▶ Goal of the exercise
With nothing added and nothing dropped, write out all of the entries below.
=-=-=-=-=
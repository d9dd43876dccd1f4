//! Input validation for student and course data.

use std::sync::LazyLock;

use regex::Regex;

use crate::error::{CampusError, Result};

/// Maximum allowed length for names, titles and other free text.
pub const MAX_TEXT_LENGTH: usize = 200;

/// Maximum allowed length for an entity ID.
pub const MAX_ID_LENGTH: usize = 64;

/// Characters forbidden in IDs to prevent path traversal in the document store.
const FORBIDDEN_ID_CHARS: &[char] = &['/', '\\', '\0'];

static EMAIL_PATTERN: LazyLock<Regex> = LazyLock::new(|| {
    Regex::new(r"^[^\s@]+@[^\s@]+\.[^\s@]+$").expect("email pattern is a valid regex")
});

/// Validates an email address against a basic `local@domain.tld` shape.
pub fn validate_email(email: &str) -> Result<()> {
    if email.is_empty() {
        return Err(CampusError::Validation("Email cannot be empty".to_string()));
    }
    if !EMAIL_PATTERN.is_match(email) {
        return Err(CampusError::Validation(format!(
            "Invalid email address: {}",
            email
        )));
    }
    Ok(())
}

/// Validates a required text field (name, title, code, instructor).
pub fn validate_required(field: &'static str, value: &str) -> Result<()> {
    if value.trim().is_empty() {
        return Err(CampusError::MissingField(field));
    }
    if value.len() > MAX_TEXT_LENGTH {
        return Err(CampusError::Validation(format!(
            "{} exceeds maximum length of {} characters",
            field, MAX_TEXT_LENGTH
        )));
    }
    Ok(())
}

/// Validates an integer field that cannot be negative (age, credits).
pub fn validate_non_negative(field: &'static str, value: i32) -> Result<()> {
    if value < 0 {
        return Err(CampusError::Validation(format!(
            "{} cannot be negative",
            field
        )));
    }
    Ok(())
}

/// Validates an entity ID before it is used to build a document path.
pub fn validate_id(id: &str) -> Result<()> {
    if id.is_empty() {
        return Err(CampusError::Validation("ID cannot be empty".to_string()));
    }
    if id.len() > MAX_ID_LENGTH {
        return Err(CampusError::Validation(format!(
            "ID exceeds maximum length of {} characters",
            MAX_ID_LENGTH
        )));
    }
    if id.contains("..") {
        return Err(CampusError::Validation(
            "ID cannot contain '..' (path traversal)".to_string(),
        ));
    }
    for c in FORBIDDEN_ID_CHARS {
        if id.contains(*c) {
            return Err(CampusError::Validation(format!("ID cannot contain '{}'", c)));
        }
    }
    Ok(())
}

#[cfg(test)]
mod tests {
    use super::*;

    #[test]
    fn test_validate_email_accepts_basic_address() {
        assert!(validate_email("a@b.co").is_ok());
        assert!(validate_email("ahmed@iti.edu").is_ok());
    }

    #[test]
    fn test_validate_email_rejects_malformed() {
        assert!(validate_email("not-an-email").is_err());
        assert!(validate_email("a@b").is_err());
        assert!(validate_email("a b@c.de").is_err());
        assert!(validate_email("@b.co").is_err());
    }

    #[test]
    fn test_validate_email_empty_is_validation_error() {
        assert!(matches!(
            validate_email(""),
            Err(CampusError::Validation(_))
        ));
    }

    #[test]
    fn test_validate_required_blank_is_missing_field() {
        assert!(matches!(
            validate_required("name", "   "),
            Err(CampusError::MissingField("name"))
        ));
        assert!(validate_required("name", "Ali Saeed").is_ok());
    }

    #[test]
    fn test_validate_required_too_long() {
        let long = "a".repeat(MAX_TEXT_LENGTH + 1);
        assert!(matches!(
            validate_required("title", &long),
            Err(CampusError::Validation(_))
        ));
    }

    #[test]
    fn test_validate_non_negative() {
        assert!(validate_non_negative("age", 0).is_ok());
        assert!(validate_non_negative("credits", -1).is_err());
    }

    #[test]
    fn test_validate_id_path_traversal() {
        assert!(validate_id("../../../etc/passwd").is_err());
        assert!(validate_id("65a1f0c2e4b0a1b2c3d4e5f6").is_ok());
    }

    #[test]
    fn test_validate_id_forbidden_chars() {
        assert!(validate_id("students/1").is_err());
        assert!(validate_id("students\\1").is_err());
    }
}
use std::net::SocketAddr;

use async_graphql::http::GraphiQLSource;
use async_graphql_axum::GraphQL;
use axum::{
    Router,
    response::{Html, IntoResponse},
    routing::get,
};
use tokio::net::TcpListener;

use super::CampusSchema;

pub const GRAPHQL_PATH: &str = "/graphql";

/// Build the HTTP router: GraphiQL on `GET /graphql`, queries on `POST /graphql`.
pub fn create_router(schema: CampusSchema) -> Router {
    Router::new()
        .route(
            GRAPHQL_PATH,
            get(graphiql).post_service(GraphQL::new(schema)),
        )
        .route("/health", get(health))
}

async fn graphiql() -> impl IntoResponse {
    Html(GraphiQLSource::build().endpoint(GRAPHQL_PATH).finish())
}

async fn health() -> &'static str {
    "ok"
}

/// Serve the schema until the process is interrupted.
pub async fn run_server(schema: CampusSchema, addr: SocketAddr) -> std::io::Result<()> {
    let listener = TcpListener::bind(addr).await?;
    let local = listener.local_addr()?;
    tracing::info!("Listening on http://{}{}", local, GRAPHQL_PATH);

    axum::serve(listener, create_router(schema))
        .with_graceful_shutdown(shutdown_signal())
        .await
}

async fn shutdown_signal() {
    if let Err(e) = tokio::signal::ctrl_c().await {
        tracing::warn!(error = %e, "Failed to listen for shutdown signal");
        std::future::pending::<()>().await;
    }
    tracing::info!("Shutting down");
}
=-=-=-=-=
▶ Solved exercise
repository d9dd43876dccd1f4
//! Input validation for student and course data.

use std::sync::LazyLock;

use regex::Regex;

use crate::error::{CampusError, Result};

/// Maximum allowed length for names, titles and other free text.
pub const MAX_TEXT_LENGTH: usize = 200;

/// Maximum allowed length for an entity ID.
pub const MAX_ID_LENGTH: usize = 64;

/// Characters forbidden in IDs to prevent path traversal in the document store.
const FORBIDDEN_ID_CHARS: &[char] = &['/', '\\', '\0'];

static EMAIL_PATTERN: LazyLock<Regex> = LazyLock::new(|| {
    Regex::new(r"^[^\s@]+@[^\s@]+\.[^\s@]+$").expect("email pattern is a valid regex")
});

/// Validates an email address against a basic `local@domain.tld` shape.
pub fn validate_email(email: &str) -> Result<()> {
    if email.is_empty() {
        return Err(CampusError::Validation("Email cannot be empty".to_string()));
    }
    if !EMAIL_PATTERN.is_match(email) {
        return Err(CampusError::Validation(format!(
            "Invalid email address: {}",
            email
        )));
    }
    Ok(())
}

/// Validates a required text field (name, title, code, instructor).
pub fn validate_required(field: &'static str, value: &str) -> Result<()> {
    if value.trim().is_empty() {
        return Err(CampusError::MissingField(field));
    }
    if value.len() > MAX_TEXT_LENGTH {
        return Err(CampusError::Validation(format!(
            "{} exceeds maximum length of {} characters",
            field, MAX_TEXT_LENGTH
        )));
    }
    Ok(())
}

/// Validates an integer field that cannot be negative (age, credits).
pub fn validate_non_negative(field: &'static str, value: i32) -> Result<()> {
    if value < 0 {
        return Err(CampusError::Validation(format!(
            "{} cannot be negative",
            field
        )));
    }
    Ok(())
}

/// Validates an entity ID before it is used to build a document path.
pub fn validate_id(id: &str) -> Result<()> {
    if id.is_empty() {
        return Err(CampusError::Validation("ID cannot be empty".to_string()));
    }
    if id.len() > MAX_ID_LENGTH {
        return Err(CampusError::Validation(format!(
            "ID exceeds maximum length of {} characters",
            MAX_ID_LENGTH
        )));
    }
    if id.contains("..") {
        return Err(CampusError::Validation(
            "ID cannot contain '..' (path traversal)".to_string(),
        ));
    }
    for c in FORBIDDEN_ID_CHARS {
        if id.contains(*c) {
            return Err(CampusError::Validation(format!("ID cannot contain '{}'", c)));
        }
    }
    Ok(())
}

#[cfg(test)]
mod tests {
    use super::*;

    #[test]
    fn test_validate_email_accepts_basic_address() {
        assert!(validate_email("a@b.co").is_ok());
        assert!(validate_email("ahmed@iti.edu").is_ok());
    }

    #[test]
    fn test_validate_email_rejects_malformed() {
        assert!(validate_email("not-an-email").is_err());
        assert!(validate_email("a@b").is_err());
        assert!(validate_email("a b@c.de").is_err());
        assert!(validate_email("@b.co").is_err());
    }

    #[test]
    fn test_validate_email_empty_is_validation_error() {
        assert!(matches!(
            validate_email(""),
            Err(CampusError::Validation(_))
        ));
    }

    #[test]
    fn test_validate_required_blank_is_missing_field() {
        assert!(matches!(
            validate_required("name", "   "),
            Err(CampusError::MissingField("name"))
        ));
        assert!(validate_required("name", "Ali Saeed").is_ok());
    }

    #[test]
    fn test_validate_required_too_long() {
        let long = "a".repeat(MAX_TEXT_LENGTH + 1);
        assert!(matches!(
            validate_required("title", &long),
            Err(CampusError::Validation(_))
        ));
    }

    #[test]
    fn test_validate_non_negative() {
        assert!(validate_non_negative("age", 0).is_ok());
        assert!(validate_non_negative("credits", -1).is_err());
    }

    #[test]
    fn test_validate_id_path_traversal() {
        assert!(validate_id("../../../etc/passwd").is_err());
        assert!(validate_id("65a1f0c2e4b0a1b2c3d4e5f6").is_ok());
    }

    #[test]
    fn test_validate_id_forbidden_chars() {
        assert!(validate_id("students/1").is_err());
        assert!(validate_id("students\\1").is_err());
    }
}
use std::net::SocketAddr;

use async_graphql::http::GraphiQLSource;
use async_graphql_axum::GraphQL;
use axum::{
    Router,
    response::{Html, IntoResponse},
    routing::get,
};
use tokio::net::TcpListener;

use super::CampusSchema;

pub const GRAPHQL_PATH: &str = "/graphql";

/// Build the HTTP router: GraphiQL on `GET /graphql`, queries on `POST /graphql`.
pub fn create_router(schema: CampusSchema) -> Router {
    Router::new()
        .route(
            GRAPHQL_PATH,
            get(graphiql).post_service(GraphQL::new(schema)),
        )
        .route("/health", get(health))
}

async fn graphiql() -> impl IntoResponse {
    Html(GraphiQLSource::build().endpoint(GRAPHQL_PATH).finish())
}

async fn health() -> &'static str {
    "ok"
}

/// Serve the schema until the process is interrupted.
pub async fn run_server(schema: CampusSchema, addr: SocketAddr) -> std::io::Result<()> {
    let listener = TcpListener::bind(addr).await?;
    let local = listener.local_addr()?;
    tracing::info!("Listening on http://{}{}", local, GRAPHQL_PATH);

    axum::serve(listener, create_router(schema))
        .with_graceful_shutdown(shutdown_signal())
        .await
}

async fn shutdown_signal() {
    if let Err(e) = tokio::signal::ctrl_c().await {
        tracing::warn!(error = %e, "Failed to listen for shutdown signal");
        std::future::pending::<()>().await;
    }
    tracing::info!("Shutting down");
}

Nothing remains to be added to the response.